Data entries:
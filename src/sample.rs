//! Reading one MATLAB v7.3 (HDF5) sample file.
//!
//! Each file holds a single scan under one group: an integer image, its class
//! label and a binary tumor mask of the same shape as the image.

use std::path::Path;

use ndarray::{ArrayD, Axis};
use tracing::debug;

use crate::error::DataError;

/// Names of the group and fields read from every sample file.
#[derive(Debug, Clone, PartialEq, Eq)]
pub struct SampleLayout {
    pub group: String,
    pub label: String,
    pub image: String,
    pub mask: String,
    /// File extension without the dot; matched case-sensitively.
    pub extension: String,
}

impl Default for SampleLayout {
    fn default() -> Self {
        Self {
            group: "cjdata".to_string(),
            label: "label".to_string(),
            image: "image".to_string(),
            mask: "tumorMask".to_string(),
            extension: "mat".to_string(),
        }
    }
}

#[derive(Debug, Clone, PartialEq)]
pub struct Sample {
    /// Image scaled into `[0, 1]` with a leading axis of length 1.
    pub image: ArrayD<f32>,
    pub label: f64,
    pub mask: ArrayD<u8>,
}

/// Opens `path`, reads the three fields and normalizes the image.
///
/// The file handle is released before this returns.
pub fn load_sample(path: &Path, layout: &SampleLayout) -> Result<Sample, DataError> {
    let read_err = |err: hdf5::Error| DataError::SampleRead {
        path: path.to_path_buf(),
        message: err.to_string(),
    };
    let missing = |field: &str| DataError::MissingField {
        path: path.to_path_buf(),
        field: field.to_string(),
    };

    let (image, label, mask) = {
        let file = hdf5::File::open(path).map_err(read_err)?;
        if !file.link_exists(&layout.group) {
            return Err(missing(&layout.group));
        }
        let group = file.group(&layout.group).map_err(read_err)?;
        for field in [&layout.label, &layout.image, &layout.mask] {
            if !group.link_exists(field) {
                return Err(missing(&format!("{}/{field}", layout.group)));
            }
        }

        let label = group
            .dataset(&layout.label)
            .and_then(|ds| ds.read_raw::<f64>())
            .map_err(read_err)?;
        let image = group
            .dataset(&layout.image)
            .and_then(|ds| ds.read_dyn::<f32>())
            .map_err(read_err)?;
        let mask = group
            .dataset(&layout.mask)
            .and_then(|ds| ds.read_dyn::<u8>())
            .map_err(read_err)?;
        (image, label, mask)
    };

    let label = *label
        .first()
        .ok_or_else(|| DataError::EmptyLabel(path.to_path_buf()))?;
    let image = normalize_by_max(image)
        .ok_or_else(|| DataError::DegenerateImage(path.to_path_buf()))?;
    debug!(path = %path.display(), shape = ?image.shape(), label, "loaded sample");

    Ok(Sample {
        image: image.insert_axis(Axis(0)),
        label,
        mask,
    })
}

/// Divides every element by the array maximum.
///
/// Returns `None` when the array is empty, holds a non-finite element, or its maximum
/// is not positive.
pub fn normalize_by_max(image: ArrayD<f32>) -> Option<ArrayD<f32>> {
    if image.iter().any(|value| !value.is_finite()) {
        return None;
    }
    let max = image.iter().copied().fold(f32::NEG_INFINITY, f32::max);
    if !max.is_finite() || max <= 0.0 {
        return None;
    }
    Some(image.mapv_into(|value| value / max))
}
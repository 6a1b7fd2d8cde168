//! Wire records for the remote API
//!
//! Typed request and response shapes exchanged with the upstream service.
//! Requests skip `None` fields on serialization; responses tolerate missing
//! optional fields so upstream additions do not break deserialization.

mod types;

pub use types::{
    Amount, ApplicationInfo, AuthorizationRequest, AuthorizationStarted, Balance, BalanceReport,
    SessionRequest, SessionResponse, Transaction, TransactionFilter, TransactionPage,
};

#[cfg(test)]
mod tests;
//! Tests for the api module

use super::*;
use chrono::NaiveDate;
use pretty_assertions::assert_eq;
use serde_json::json;

#[test]
fn test_authorization_request_skips_unset_fields() {
    let request = AuthorizationRequest {
        aspsp: "Test Bank".to_string(),
        country: "FI".to_string(),
        redirect_uri: "https://example.test/callback".to_string(),
        state: None,
        psu_id: None,
    };

    let value = serde_json::to_value(&request).unwrap();
    assert_eq!(
        value,
        json!({
            "aspsp": "Test Bank",
            "country": "FI",
            "redirect_uri": "https://example.test/callback",
        })
    );
}

#[test]
fn test_balance_report_tolerates_missing_optionals() {
    let report: BalanceReport = serde_json::from_value(json!({
        "account_uid": "acc-1",
        "balances": [
            {
                "balance_type": "closingBooked",
                "amount": {"value": "1250.50", "currency": "EUR"},
            }
        ],
    }))
    .unwrap();

    assert_eq!(report.account_uid, "acc-1");
    assert_eq!(report.balances.len(), 1);
    assert_eq!(report.balances[0].amount.value, "1250.50");
    assert!(report.balances[0].reference_date.is_none());
    assert!(report.updated_at.is_none());
}

#[test]
fn test_transaction_page_defaults() {
    let page: TransactionPage = serde_json::from_value(json!({
        "account_uid": "acc-1",
        "transactions": [
            {
                "transaction_id": "tx-1",
                "transaction_amount": {"value": "-42.00", "currency": "EUR"},
            }
        ],
    }))
    .unwrap();

    assert_eq!(page.transactions.len(), 1);
    assert!(!page.has_more);
    assert!(page.total_count.is_none());
    assert!(page.next_offset.is_none());
}

#[test]
fn test_transaction_filter_query_params() {
    let filter = TransactionFilter::new()
        .from_date(NaiveDate::from_ymd_opt(2026, 1, 1).unwrap())
        .to_date(NaiveDate::from_ymd_opt(2026, 1, 31).unwrap())
        .limit(50)
        .offset(100)
        .booking_status("BOOK");

    let params = filter.to_query_params();
    assert_eq!(params["date_from"], "2026-01-01");
    assert_eq!(params["date_to"], "2026-01-31");
    assert_eq!(params["limit"], "50");
    assert_eq!(params["offset"], "100");
    assert_eq!(params["booking_status"], "BOOK");
}

#[test]
fn test_empty_filter_renders_no_params() {
    assert!(TransactionFilter::new().to_query_params().is_empty());
}
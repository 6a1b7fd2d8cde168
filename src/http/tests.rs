//! Tests for the HTTP transport module

use super::*;
use crate::config::{ApiConfig, TransportConfig};
use crate::error::Error;
use pretty_assertions::assert_eq;
use std::time::Duration;
use wiremock::matchers::{header, method, path, query_param};
use wiremock::{Mock, MockServer, ResponseTemplate};

fn test_transport(base_url: &str) -> Transport {
    let api = ApiConfig {
        base_url: base_url.to_string(),
        application_id: "app-test".to_string(),
    };
    let config = TransportConfig {
        max_retries: 3,
        initial_backoff: Duration::from_millis(10),
        max_backoff: Duration::from_millis(100),
        auth_requests_per_minute: 1000,
        data_requests_per_minute: 1000,
        ..TransportConfig::default()
    };
    Transport::new(&api, config).unwrap()
}

// ============================================================================
// Endpoint classification
// ============================================================================

#[test]
fn test_endpoint_classification() {
    assert_eq!(
        EndpointClass::classify("/auth"),
        EndpointClass::Authorization
    );
    assert_eq!(
        EndpointClass::classify("/sessions"),
        EndpointClass::Authorization
    );
    assert_eq!(
        EndpointClass::classify("/application"),
        EndpointClass::Authorization
    );
    assert_eq!(
        EndpointClass::classify("/accounts/abc/balances"),
        EndpointClass::AccountData
    );
    assert_eq!(
        EndpointClass::classify("accounts/abc/transactions"),
        EndpointClass::AccountData
    );
}

// ============================================================================
// Rate limiter
// ============================================================================

#[tokio::test(start_paused = true)]
async fn test_rate_limiter_admits_under_limit() {
    let limiter = RateLimiter::new(2);
    let start = tokio::time::Instant::now();

    limiter.acquire().await;
    limiter.acquire().await;

    assert_eq!(start.elapsed(), Duration::ZERO);
    assert_eq!(limiter.in_flight().await, 2);
}

#[tokio::test(start_paused = true)]
async fn test_rate_limiter_third_acquire_suspends() {
    let limiter = RateLimiter::new(2);

    limiter.acquire().await;
    limiter.acquire().await;

    // Third call must wait until the oldest admission leaves the window.
    let start = tokio::time::Instant::now();
    limiter.acquire().await;
    assert!(start.elapsed() >= Duration::from_secs(60));
}

#[tokio::test(start_paused = true)]
async fn test_rate_limiter_window_slides() {
    let limiter = RateLimiter::new(2);

    limiter.acquire().await;
    limiter.acquire().await;

    tokio::time::advance(Duration::from_secs(61)).await;

    // Old admissions have left the window; new ones are immediate.
    let start = tokio::time::Instant::now();
    limiter.acquire().await;
    limiter.acquire().await;
    assert_eq!(start.elapsed(), Duration::ZERO);
}

#[tokio::test(start_paused = true)]
async fn test_rate_limiter_never_exceeds_limit_per_window() {
    let limit = 5u32;
    let limiter = RateLimiter::new(limit);
    let mut admissions = Vec::new();

    for _ in 0..12 {
        limiter.acquire().await;
        admissions.push(tokio::time::Instant::now());
    }

    for (i, &start) in admissions.iter().enumerate() {
        let in_window = admissions[i..]
            .iter()
            .filter(|&&t| t.duration_since(start) < Duration::from_secs(60))
            .count();
        assert!(
            in_window <= limit as usize,
            "window starting at admission {i} holds {in_window} admissions"
        );
    }
}

// ============================================================================
// Transport
// ============================================================================

#[tokio::test]
async fn test_send_parses_json_body() {
    let server = MockServer::start().await;
    Mock::given(method("GET"))
        .and(path("/accounts/a1/balances"))
        .respond_with(
            ResponseTemplate::new(200).set_body_json(serde_json::json!({"balances": []})),
        )
        .mount(&server)
        .await;

    let transport = test_transport(&server.uri());
    let body = transport
        .get("/accounts/a1/balances", RequestConfig::new())
        .await
        .unwrap();

    assert_eq!(
        body,
        ResponseBody::Json(serde_json::json!({"balances": []}))
    );
}

#[tokio::test]
async fn test_send_carries_unparsable_body_as_text() {
    let server = MockServer::start().await;
    Mock::given(method("GET"))
        .and(path("/accounts/raw"))
        .respond_with(ResponseTemplate::new(200).set_body_string("plain text, not json"))
        .mount(&server)
        .await;

    let transport = test_transport(&server.uri());
    let body = transport
        .get("/accounts/raw", RequestConfig::new())
        .await
        .unwrap();

    assert_eq!(body, ResponseBody::Text("plain text, not json".to_string()));
}

#[tokio::test]
async fn test_send_forwards_headers_query_and_body() {
    let server = MockServer::start().await;
    Mock::given(method("POST"))
        .and(path("/auth"))
        .and(header("PSU-IP-Address", "10.0.0.1"))
        .and(query_param("state", "xyz"))
        .respond_with(ResponseTemplate::new(200).set_body_json(serde_json::json!({"ok": true})))
        .mount(&server)
        .await;

    let transport = test_transport(&server.uri());
    let body = transport
        .post(
            "/auth",
            RequestConfig::new()
                .header("PSU-IP-Address", "10.0.0.1")
                .query("state", "xyz")
                .json(serde_json::json!({"aspsp": "Test Bank"})),
        )
        .await
        .unwrap();

    assert_eq!(body, ResponseBody::Json(serde_json::json!({"ok": true})));
}

#[tokio::test]
async fn test_4xx_is_not_retried() {
    let server = MockServer::start().await;
    Mock::given(method("GET"))
        .and(path("/accounts/missing"))
        .respond_with(
            ResponseTemplate::new(404).set_body_json(serde_json::json!({"message": "gone"})),
        )
        .expect(1)
        .mount(&server)
        .await;

    let transport = test_transport(&server.uri());
    let result = transport.get("/accounts/missing", RequestConfig::new()).await;

    match result {
        Err(Error::NotFound { message }) => assert_eq!(message, "gone"),
        other => panic!("expected NotFound, got {other:?}"),
    }
}

#[tokio::test]
async fn test_status_mapping() {
    let server = MockServer::start().await;
    for (route, status) in [("/e400", 400u16), ("/e401", 401), ("/e403", 403), ("/e418", 418)] {
        Mock::given(method("GET"))
            .and(path(route))
            .respond_with(ResponseTemplate::new(status))
            .mount(&server)
            .await;
    }

    let transport = test_transport(&server.uri());

    assert!(matches!(
        transport.get("/e400", RequestConfig::new()).await,
        Err(Error::InvalidRequest { .. })
    ));
    assert!(matches!(
        transport.get("/e401", RequestConfig::new()).await,
        Err(Error::Unauthorized { .. })
    ));
    assert!(matches!(
        transport.get("/e403", RequestConfig::new()).await,
        Err(Error::Forbidden { .. })
    ));
    assert!(matches!(
        transport.get("/e418", RequestConfig::new()).await,
        Err(Error::GenericHttp { status: 418, .. })
    ));
}

#[tokio::test]
async fn test_429_surfaces_without_retry() {
    let server = MockServer::start().await;
    Mock::given(method("GET"))
        .and(path("/accounts/limited"))
        .respond_with(
            ResponseTemplate::new(429)
                .insert_header("Retry-After", "30")
                .insert_header("X-Request-ID", "req-789"),
        )
        .expect(1)
        .mount(&server)
        .await;

    let transport = test_transport(&server.uri());
    let result = transport.get("/accounts/limited", RequestConfig::new()).await;

    match result {
        Err(Error::RateLimited {
            retry_after_seconds,
            request_id,
        }) => {
            assert_eq!(retry_after_seconds, 30);
            assert_eq!(request_id.as_deref(), Some("req-789"));
        }
        other => panic!("expected RateLimited, got {other:?}"),
    }
}

#[tokio::test]
async fn test_429_retry_after_defaults_to_60() {
    let server = MockServer::start().await;
    Mock::given(method("GET"))
        .and(path("/accounts/limited"))
        .respond_with(ResponseTemplate::new(429))
        .mount(&server)
        .await;

    let transport = test_transport(&server.uri());
    let result = transport.get("/accounts/limited", RequestConfig::new()).await;

    match result {
        Err(Error::RateLimited {
            retry_after_seconds,
            request_id,
        }) => {
            assert_eq!(retry_after_seconds, 60);
            assert_eq!(request_id, None);
        }
        other => panic!("expected RateLimited, got {other:?}"),
    }
}

#[tokio::test]
async fn test_500_retried_until_success() {
    let server = MockServer::start().await;
    Mock::given(method("GET"))
        .and(path("/accounts/flaky"))
        .respond_with(ResponseTemplate::new(503))
        .up_to_n_times(2)
        .mount(&server)
        .await;
    Mock::given(method("GET"))
        .and(path("/accounts/flaky"))
        .respond_with(ResponseTemplate::new(200).set_body_json(serde_json::json!({"ok": true})))
        .mount(&server)
        .await;

    let transport = test_transport(&server.uri());
    let body = transport
        .get("/accounts/flaky", RequestConfig::new())
        .await
        .unwrap();

    assert_eq!(body, ResponseBody::Json(serde_json::json!({"ok": true})));
}

#[tokio::test]
async fn test_retry_cap_on_persistent_500() {
    let server = MockServer::start().await;
    // max_retries = 2 means at most 3 attempts total.
    Mock::given(method("GET"))
        .and(path("/accounts/broken"))
        .respond_with(
            ResponseTemplate::new(500).set_body_json(serde_json::json!({"message": "boom"})),
        )
        .expect(3)
        .mount(&server)
        .await;

    let api = ApiConfig {
        base_url: server.uri(),
        application_id: "app-test".to_string(),
    };
    let config = TransportConfig {
        max_retries: 2,
        initial_backoff: Duration::from_millis(10),
        ..TransportConfig::default()
    };
    let transport = Transport::new(&api, config).unwrap();

    let result = transport.get("/accounts/broken", RequestConfig::new()).await;
    match result {
        Err(Error::ServerError { status, message }) => {
            assert_eq!(status, 500);
            assert_eq!(message, "boom");
        }
        other => panic!("expected ServerError, got {other:?}"),
    }
}

#[tokio::test]
async fn test_timeout_maps_to_timeout_error() {
    let server = MockServer::start().await;
    Mock::given(method("GET"))
        .and(path("/accounts/slow"))
        .respond_with(ResponseTemplate::new(200).set_delay(Duration::from_secs(5)))
        .mount(&server)
        .await;

    let api = ApiConfig {
        base_url: server.uri(),
        application_id: "app-test".to_string(),
    };
    let config = TransportConfig {
        timeout: Duration::from_millis(200),
        max_retries: 0,
        ..TransportConfig::default()
    };
    let transport = Transport::new(&api, config).unwrap();

    let result = transport.get("/accounts/slow", RequestConfig::new()).await;
    assert!(matches!(result, Err(Error::Timeout { timeout_ms: 200 })));
}

#[tokio::test]
async fn test_connection_failure_maps() {
    // Nothing listens on this port.
    let api = ApiConfig {
        base_url: "http://127.0.0.1:1".to_string(),
        application_id: "app-test".to_string(),
    };
    let config = TransportConfig {
        max_retries: 0,
        ..TransportConfig::default()
    };
    let transport = Transport::new(&api, config).unwrap();

    let result = transport.get("/accounts/a1", RequestConfig::new()).await;
    assert!(matches!(result, Err(Error::ConnectionFailure { .. })));
}

#[test]
fn test_backoff_delay_is_exponential_and_capped() {
    let api = ApiConfig {
        base_url: "https://api.example.test".to_string(),
        application_id: "app-test".to_string(),
    };
    let config = TransportConfig {
        initial_backoff: Duration::from_secs(1),
        backoff_factor: 2.0,
        max_backoff: Duration::from_secs(8),
        ..TransportConfig::default()
    };
    let transport = Transport::new(&api, config).unwrap();

    assert_eq!(transport.backoff_delay(0), Duration::from_secs(1));
    assert_eq!(transport.backoff_delay(1), Duration::from_secs(2));
    assert_eq!(transport.backoff_delay(2), Duration::from_secs(4));
    assert_eq!(transport.backoff_delay(3), Duration::from_secs(8));
    assert_eq!(transport.backoff_delay(10), Duration::from_secs(8));
}

#[test]
fn test_mask_sensitive() {
    assert_eq!(mask_sensitive("short"), "****");
    let masked = mask_sensitive("eyJhbGciOiJSUzI1NiJ9.payload.signature");
    assert!(masked.starts_with("eyJh"));
    assert!(masked.contains("****"));
    assert!(!masked.contains("payload"));
}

*About this task:* Word for word, set down the lines from the beginning of the records through the line that holds "use tracing::debug;". Leave out the rest.

*Reply:*
filename src/sample.rs
//! Reading one MATLAB v7.3 (HDF5) sample file.
//!
//! Each file holds a single scan under one group: an integer image, its class
//! label and a binary tumor mask of the same shape as the image.

use std::path::Path;

use ndarray::{ArrayD, Axis};
use tracing::debug;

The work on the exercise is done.